EXERCISE GOAL:
Each record needs to be echoed exactly; can you do that?

Source data:
//! Live line chart
//!
//! - **path**: Series → SVG path data (line + area) in a normalized box
//! - **view**: Pending/committed series with a delayed, cancellable swap
//! - **svg**: Frame → inline `<svg>` markup
//!
//! # Example
//!
//! ```rust
//! use dstat::chart::{Interpolation, PathBuilder};
//! use dstat::model::{DataPoint, Series};
//!
//! let series: Series = vec![
//!     DataPoint::labelled(5.0, "a"),
//!     DataPoint::labelled(15.0, "b"),
//!     DataPoint::labelled(5.0, "c"),
//! ]
//! .into();
//!
//! let paths = PathBuilder::new(Interpolation::Linear).build(&series);
//! assert_eq!(paths.line, "M 0 100 L 50 20 L 100 100");
//! assert!(paths.area.ends_with("L 100 100 L 0 100 Z"));
//! ```

pub mod path;
pub mod svg;
pub mod view;

pub use path::{ChartBox, ChartPaths, Interpolation, PathBuilder, ValueScale, Vertex};
pub use svg::{escape, render_svg, ChartStyle, DEFAULT_COLOR};
pub use view::{AxisLabels, ChartFrame, LiveSeriesView, DEFAULT_TRANSITION_DELAY};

TASK RESPONSE:
//! Live line chart
//!
//! - **path**: Series → SVG path data (line + area) in a normalized box
//! - **view**: Pending/committed series with a delayed, cancellable swap
//! - **svg**: Frame → inline `<svg>` markup
//!
//! # Example
//!
//! ```rust
//! use dstat::chart::{Interpolation, PathBuilder};
//! use dstat::model::{DataPoint, Series};
//!
//! let series: Series = vec![
//!     DataPoint::labelled(5.0, "a"),
//!     DataPoint::labelled(15.0, "b"),
//!     DataPoint::labelled(5.0, "c"),
//! ]
//! .into();
//!
//! let paths = PathBuilder::new(Interpolation::Linear).build(&series);
//! assert_eq!(paths.line, "M 0 100 L 50 20 L 100 100");
//! assert!(paths.area.ends_with("L 100 100 L 0 100 Z"));
//! ```

pub mod path;
pub mod svg;
pub mod view;

pub use path::{ChartBox, ChartPaths, Interpolation, PathBuilder, ValueScale, Vertex};
pub use svg::{escape, render_svg, ChartStyle, DEFAULT_COLOR};
pub use view::{AxisLabels, ChartFrame, LiveSeriesView, DEFAULT_TRANSITION_DELAY};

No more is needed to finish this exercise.